Ho Gordon, Villongco Christopher T, Yousefian Omid, Bradshaw Aaron, Nguyen Andrew, Faiwiszewski Yonatan, Hayase Justin, Rappel Wouter-Jan, McCulloch Andrew D, Krummen David E
Department of Medicine, University of California, San Diego, CA, USA.
Veterans Affairs San Diego Healthcare System, San Diego, CA, USA.
J Cardiovasc Electrophysiol. 2017 Oct;28(10):1158-1166. doi: 10.1111/jce.13283. Epub 2017 Aug 4.
Ventricular fibrillation is a common life-threatening arrhythmia. The ECG of VF appears chaotic but may allow identification of sustaining mechanisms to guide therapy.
We hypothesized that rotors and focal sources manifest distinct features on the ECG, and computational modeling may identify mechanisms of such features.
VF induction was attempted in 31 patients referred for ventricular arrhythmia ablation. Simultaneous surface ECG and intracardiac electrograms were recorded using biventricular basket catheters. Endocardial phase maps were used to mechanistically classify each VF cycle as rotor or focally driven. ECGs were analyzed from patients demonstrating both mechanisms in the primary analysis and from all patients with induced VF in the secondary analysis. The ECG voltage variation during each mechanism was compared. Biventricular computer simulations of VF driven by focal sources or rotors were created and resulting ECGs of each VF mechanism were compared.

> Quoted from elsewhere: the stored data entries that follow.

//! Error types for the Cart actor.

use record_framework::{StorageError, StoreError};
use thiserror::Error;

/// Errors that can occur during cart operations.
#[derive(Debug, Error)]
pub enum CartError {
    /// The requested cart was not found.
    #[error("Cart not found: {0}")]
    NotFound(String),

    /// A quantity was zero or would overflow the line's total.
    #[error("Invalid quantity {quantity} for product {product}")]
    InvalidQuantity { product: String, quantity: u32 },

    /// The carts file could not be written.
    #[error("Cart storage error: {0}")]
    Storage(#[from] StorageError),

    /// An error occurred while communicating with the actor system.
    #[error("Actor communication error: {0}")]
    ActorCommunicationError(String),
}

impl CartError {
    /// HTTP status a web layer would answer with.
    pub fn status_code(&self) -> u16 {
        match self {
            CartError::NotFound(_) => 404,
            CartError::InvalidQuantity { .. } => 400,
            CartError::Storage(_) | CartError::ActorCommunicationError(_) => 500,
        }
    }
}

impl From<StoreError> for CartError {
    fn from(e: StoreError) -> Self {
        match e {
            StoreError::NotFound(id) => CartError::NotFound(id),
            StoreError::Storage(source) => CartError::Storage(source),
            StoreError::Entity(source) => match source.downcast::<CartError>() {
                Ok(cart_error) => *cart_error,
                Err(other) => CartError::ActorCommunicationError(other.to_string()),
            },
            // carts declare no unique key
            e @ (StoreError::DuplicateKey { .. }
            | StoreError::ActorClosed
            | StoreError::ActorDropped
            | StoreError::IdExhausted { .. }) => CartError::ActorCommunicationError(e.to_string()),
        }
    }
}

#[cfg(test)]
mod tests {
    use super::*;

    #[test]
    fn test_store_errors_map_to_cart_errors() {
        let e: CartError = StoreError::NotFound("c1".into()).into();
        assert!(matches!(e, CartError::NotFound(ref id) if id == "c1"));
        assert_eq!(e.status_code(), 404);

        let e: CartError = StoreError::entity(CartError::InvalidQuantity {
            product: "p1".into(),
            quantity: 0,
        })
        .into();
        assert!(matches!(e, CartError::InvalidQuantity { quantity: 0, .. }));
        assert_eq!(e.status_code(), 400);

        let e: CartError = StoreError::ActorDropped.into();
        assert_eq!(e.status_code(), 500);
    }
}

Rotor-based VF exhibited greater voltage variation than focal source-based VF in both the primary analysis (n = 8, 110 ± 24% vs. 55 ± 32%, P = 0.02) and the secondary analysis (n = 18, 103 ± 30% vs. 67 ± 34%, P = 0.009). Computational VF simulations also revealed greater voltage variation in rotors compared to focal sources (110 ± 19% vs. 33 ± 16%, P = 0.001), and demonstrated that this variation was due to wavebreak, secondary rotor initiation, and rotor meander.
Clinical and computational studies reveal that quantitative criteria of ECG voltage variation differ significantly between VF-sustaining rotors and focal sources, and provide insight into the mechanisms of such variation. Future studies should prospectively evaluate if these criteria can separate clinical VF mechanisms and guide therapy.
心室颤动是一种常见的危及生命的心律失常。室颤的心电图看起来杂乱无章,但可能有助于识别维持机制以指导治疗。
我们假设转子和局灶性起源在心电图上表现出不同的特征,并且计算模型可以识别这些特征的机制。
对31例因室性心律失常接受消融治疗的患者尝试诱发室颤。使用双心室篮状导管同步记录体表心电图和心内电图。心内膜相位图用于将每个室颤周期机械分类为转子驱动或局灶驱动。在主要分析中,对显示两种机制的患者的心电图进行分析,在次要分析中,对所有诱发室颤的患者的心电图进行分析。比较每种机制下心电图电压的变化。创建了由局灶性起源或转子驱动的室颤的双心室计算机模拟,并比较了每种室颤机制产生的心电图。
在主要分析(n = 8,110 ± 24% 对 55 ± 32%,P = 0.02)和次要分析(n = 18,103 ± 30% 对 67 ± 34%,P = 0.009)中,基于转子的室颤比基于局灶性起源的室颤表现出更大的电压变化。室颤的计算模拟还显示,与局灶性起源相比,转子的电压变化更大(110 ± 19% 对 33 ± 16%,P = 0.001),并表明这种变化是由于波破碎、次级转子起始和转子蜿蜒。
临床和计算研究表明,维持室颤的转子和局灶性起源之间,心电图电压变化的定量标准存在显著差异,并为这种变化的机制提供了见解。未来的研究应前瞻性地评估这些标准是否可以区分临床室颤机制并指导治疗。